**What the task requires:** Please restate, word for word, the lines below that begin at the one with "#[derive(Debug, Clone, Copy, PartialEq)]" and end at the one with "pub fn last_timestamp(&self)". Leave out all other lines.

**Records provided:**
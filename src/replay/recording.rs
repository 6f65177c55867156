//! Recording File Reader
//!
//! A recording is a single line of comma-separated `"<timestamp>_<value>"` tokens,
//! e.g. `2020-01-24 15:36:55.000000_12.5,2020-01-24 15:36:56.000000_11.9`.

use std::fs;
use std::path::Path;

use anyhow::{bail, Context, Result};

use super::clock::{parse_recording_timestamp, Nanos};

/// A sample exactly as recorded.
#[derive(Debug, Clone, Copy, PartialEq)]
pub struct RecordedSample {
    pub absolute_timestamp: Nanos,
    pub value: f64,
}

/// Finite recording of one metric: at least two samples, non-decreasing in time.
#[derive(Debug, Clone, PartialEq)]
pub struct Recording {
    samples: Vec<RecordedSample>,
}

impl Recording {
    /// Build from already-parsed samples, enforcing the recording contract.
    pub fn from_samples(samples: Vec<RecordedSample>) -> Result<Self> {
        if samples.len() < 2 {
            bail!(
                "recording must contain at least 2 samples, found {}",
                samples.len()
            );
        }
        if let Some(i) = samples
            .windows(2)
            .position(|w| w[1].absolute_timestamp < w[0].absolute_timestamp)
        {
            bail!("recording timestamps decrease at sample {}", i + 1);
        }
        Ok(Self { samples })
    }

    /// Read and parse a recording file.
    pub fn load(path: impl AsRef<Path>) -> Result<Self> {
        let path = path.as_ref();
        let content = fs::read_to_string(path)
            .with_context(|| format!("Failed to read recording {}", path.display()))?;
        parse_recording(&content)
            .with_context(|| format!("Malformed recording {}", path.display()))
    }

    pub fn samples(&self) -> &[RecordedSample] {
        &self.samples
    }

    pub fn len(&self) -> usize {
        self.samples.len()
    }

    pub fn is_empty(&self) -> bool {
        self.samples.is_empty()
    }

    pub fn first_timestamp(&self) -> Nanos {
        self.samples[0].absolute_timestamp
    }

    pub fn last_timestamp(&self) -> Nanos {
        self.samples[self.samples.len() - 1].absolute_timestamp
    }
}

/// Parse recording text. Only the first line carries data.
pub fn parse_recording(content: &str) -> Result<Recording> {
    let line = content.lines().next().unwrap_or("");
    let mut samples = Vec::new();

    for (index, token) in line.split(',').enumerate() {
        let token = token.trim();
        if token.is_empty() {
            continue;
        }
        samples.push(parse_token(token).with_context(|| format!("token {}: '{}'", index, token))?);
    }

    Recording::from_samples(samples)
}

fn parse_token(token: &str) -> Result<RecordedSample> {
    let Some((timestamp, value)) = token.rsplit_once('_') else {
        bail!("missing '_' separator");
    };
    let Some(absolute_timestamp) = parse_recording_timestamp(timestamp) else {
        bail!("invalid timestamp '{}'", timestamp.trim());
    };
    let value: f64 = value
        .trim()
        .parse()
        .with_context(|| format!("invalid value '{}'", value.trim()))?;
    if !value.is_finite() {
        bail!("non-finite value '{}'", value);
    }

    Ok(RecordedSample {
        absolute_timestamp,
        value,
    })
}

#[cfg(test)]
mod tests {
    use super::*;
    use crate::replay::clock::NANOS_PER_SEC;
    use std::io::Write;

    #[test]
    fn test_parse_recording() {
        let rec = parse_recording(
            "2020-01-01 00:00:00.000000_10.0, 2020-01-01 00:00:05.000000_12.0,2020-01-01 00:00:40.000000_9.0\n",
        )
        .unwrap();

        assert_eq!(rec.len(), 3);
        assert_eq!(rec.samples()[1].value, 12.0);
        assert_eq!(rec.last_timestamp() - rec.first_timestamp(), 40 * NANOS_PER_SEC);
    }

    #[test]
    fn test_trailing_comma_tolerated() {
        let rec = parse_recording(
            "2020-01-01 00:00:00.000000_1.5,2020-01-01 00:00:01.000000_2.5,",
        )
        .unwrap();
        assert_eq!(rec.len(), 2);
    }

    #[test]
    fn test_rejects_short_recording() {
        let err = parse_recording("2020-01-01 00:00:00.000000_1.5").unwrap_err();
        assert!(err.to_string().contains("at least 2 samples"));
        assert!(parse_recording("").is_err());
    }

    #[test]
    fn test_rejects_malformed_tokens() {
        assert!(parse_recording("2020-01-01 00:00:00.000000-1.5,2020-01-01 00:00:01.000000_2").is_err());
        assert!(parse_recording("2020-13-01 00:00:00.000000_1.5,2020-01-01 00:00:01.000000_2").is_err());
        assert!(parse_recording("2020-01-01 00:00:00.000000_abc,2020-01-01 00:00:01.000000_2").is_err());
    }

    #[test]
    fn test_rejects_decreasing_timestamps() {
        let err = parse_recording(
            "2020-01-01 00:00:05.000000_1,2020-01-01 00:00:01.000000_2",
        )
        .unwrap_err();
        assert!(format!("{:#}", err).contains("decrease"));
    }

    #[test]
    fn test_load_from_file() {
        let mut file = tempfile::NamedTempFile::new().unwrap();
        write!(
            file,
            "2020-01-01 00:00:00.000000_3.0,2020-01-01 00:00:02.500000_4.0"
        )
        .unwrap();

        let rec = Recording::load(file.path()).unwrap();
        assert_eq!(rec.len(), 2);

        let missing = Recording::load(file.path().with_extension("missing"));
        assert!(missing.is_err());
    }
}
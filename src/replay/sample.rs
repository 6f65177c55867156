//! Trace Samples and Sequences

use std::fmt;
use std::str::FromStr;

use serde::{Deserialize, Serialize};

use super::clock::Nanos;

/// Measured metric carried by a recording.
#[derive(Debug, Clone, Copy, PartialEq, Eq, Hash, Serialize, Deserialize)]
#[serde(rename_all = "lowercase")]
pub enum Metric {
    /// Round-trip time, milliseconds.
    Rtt,
    /// Throughput, megabits per second.
    Bandwidth,
}

impl Metric {
    pub const ALL: [Metric; 2] = [Metric::Rtt, Metric::Bandwidth];

    /// Suffix appended to the protocol to form a catalog `command`.
    pub fn command_suffix(&self) -> &'static str {
        match self {
            Self::Rtt => "RTT",
            Self::Bandwidth => "Bandwidth",
        }
    }

    pub fn unit(&self) -> &'static str {
        match self {
            Self::Rtt => "ms",
            Self::Bandwidth => "Mbit/s",
        }
    }

    pub fn as_str(&self) -> &'static str {
        match self {
            Self::Rtt => "rtt",
            Self::Bandwidth => "bandwidth",
        }
    }
}

impl fmt::Display for Metric {
    fn fmt(&self, f: &mut fmt::Formatter<'_>) -> fmt::Result {
        f.write_str(self.as_str())
    }
}

impl FromStr for Metric {
    type Err = String;

    fn from_str(s: &str) -> Result<Self, Self::Err> {
        match s.trim().to_lowercase().as_str() {
            "rtt" => Ok(Self::Rtt),
            "bandwidth" | "bw" => Ok(Self::Bandwidth),
            other => Err(format!("unknown metric '{}' (expected rtt or bandwidth)", other)),
        }
    }
}

/// One replayable sample.
#[derive(Debug, Clone, Copy, PartialEq, Serialize, Deserialize)]
pub struct TraceSample {
    /// Playback instant; shifted by stitching, compaction and re-basing.
    pub timestamp: Nanos,
    /// Original recording instant. Never mutated.
    pub absolute_timestamp: Nanos,
    pub value: f64,
}

/// Non-empty, time-ordered sequence of samples for one metric.
///
/// `timestamp` is non-decreasing across the sequence once it has been loaded;
/// every mutation offered here preserves that ordering.
#[derive(Debug, Clone, PartialEq)]
pub struct TraceSequence {
    samples: Vec<TraceSample>,
}

impl TraceSequence {
    /// Build a sequence from samples. Returns `None` if `samples` is empty or
    /// its playback timestamps decrease anywhere.
    pub fn from_samples(samples: Vec<TraceSample>) -> Option<Self> {
        let seq = Self { samples };
        if seq.samples.is_empty() || !seq.is_monotonic() {
            None
        } else {
            Some(seq)
        }
    }

    /// Wrap samples that are known to be non-empty (a recording holds at least two).
    pub(crate) fn from_nonempty(samples: Vec<TraceSample>) -> Self {
        debug_assert!(!samples.is_empty(), "TraceSequence: empty sample list");
        Self { samples }
    }

    pub fn len(&self) -> usize {
        self.samples.len()
    }

    pub fn is_empty(&self) -> bool {
        self.samples.is_empty()
    }

    pub fn first(&self) -> &TraceSample {
        &self.samples[0]
    }

    pub fn last(&self) -> &TraceSample {
        &self.samples[self.samples.len() - 1]
    }

    pub fn get(&self, index: usize) -> Option<&TraceSample> {
        self.samples.get(index)
    }

    pub fn samples(&self) -> &[TraceSample] {
        &self.samples
    }

    pub fn iter(&self) -> std::slice::Iter<'_, TraceSample> {
        self.samples.iter()
    }

    /// Playback distance between the first and the last sample.
    pub fn span(&self) -> Nanos {
        self.last().timestamp - self.first().timestamp
    }

    /// Check the ordering invariant.
    pub fn is_monotonic(&self) -> bool {
        self.samples
            .windows(2)
            .all(|w| w[0].timestamp <= w[1].timestamp)
    }

    /// Shift every playback timestamp forward by `delta`.
    pub(crate) fn shift_forward(&mut self, delta: Nanos) {
        for sample in &mut self.samples {
            sample.timestamp = sample.timestamp.saturating_add(delta);
        }
    }

    pub(crate) fn samples_mut(&mut self) -> &mut [TraceSample] {
        &mut self.samples
    }
}

impl<'a> IntoIterator for &'a TraceSequence {
    type Item = &'a TraceSample;
    type IntoIter = std::slice::Iter<'a, TraceSample>;

    fn into_iter(self) -> Self::IntoIter {
        self.samples.iter()
    }
}
//! Gap Compaction
//!
//! Caps every silence in a sequence at `max_gap`: when two consecutive samples
//! are further apart than that, the rest of the sequence is pulled earlier by the
//! excess. All other spacings stay exactly as recorded.

use tracing::debug;

use super::clock::{nanos_to_secs, Nanos};
use super::sample::TraceSequence;

/// What a compaction pass changed.
#[derive(Debug, Clone, Copy, Default, PartialEq, Eq)]
pub struct CompactionStats {
    /// Number of gaps that exceeded the maximum.
    pub gaps_compacted: usize,
    /// Playback time removed from the sequence in total.
    pub removed: Nanos,
}

/// Compact `sequence` in place so no consecutive gap exceeds `max_gap`.
pub fn compact(sequence: &mut TraceSequence, max_gap: Nanos) -> CompactionStats {
    let mut stats = CompactionStats::default();
    let samples = sequence.samples_mut();
    let mut previous = samples[0].timestamp;

    for sample in samples.iter_mut() {
        sample.timestamp -= stats.removed;

        let gap = sample.timestamp - previous;
        if gap > max_gap {
            let excess = gap - max_gap;
            sample.timestamp -= excess;
            stats.removed += excess;
            stats.gaps_compacted += 1;
        }

        previous = sample.timestamp;
    }

    debug!(
        "Compacted {} gaps above {:.3}s, removed {:.3}s",
        stats.gaps_compacted,
        nanos_to_secs(max_gap),
        nanos_to_secs(stats.removed)
    );

    stats
}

**Your response:**
#[derive(Debug, Clone, Copy, PartialEq)]
pub struct RecordedSample {
    pub absolute_timestamp: Nanos,
    pub value: f64,
}

/// Finite recording of one metric: at least two samples, non-decreasing in time.
#[derive(Debug, Clone, PartialEq)]
pub struct Recording {
    samples: Vec<RecordedSample>,
}

impl Recording {
    /// Build from already-parsed samples, enforcing the recording contract.
    pub fn from_samples(samples: Vec<RecordedSample>) -> Result<Self> {
        if samples.len() < 2 {
            bail!(
                "recording must contain at least 2 samples, found {}",
                samples.len()
            );
        }
        if let Some(i) = samples
            .windows(2)
            .position(|w| w[1].absolute_timestamp < w[0].absolute_timestamp)
        {
            bail!("recording timestamps decrease at sample {}", i + 1);
        }
        Ok(Self { samples })
    }

    /// Read and parse a recording file.
    pub fn load(path: impl AsRef<Path>) -> Result<Self> {
        let path = path.as_ref();
        let content = fs::read_to_string(path)
            .with_context(|| format!("Failed to read recording {}", path.display()))?;
        parse_recording(&content)
            .with_context(|| format!("Malformed recording {}", path.display()))
    }

    pub fn samples(&self) -> &[RecordedSample] {
        &self.samples
    }

    pub fn len(&self) -> usize {
        self.samples.len()
    }

    pub fn is_empty(&self) -> bool {
        self.samples.is_empty()
    }

    pub fn first_timestamp(&self) -> Nanos {
        self.samples[0].absolute_timestamp
    }

    pub fn last_timestamp(&self) -> Nanos {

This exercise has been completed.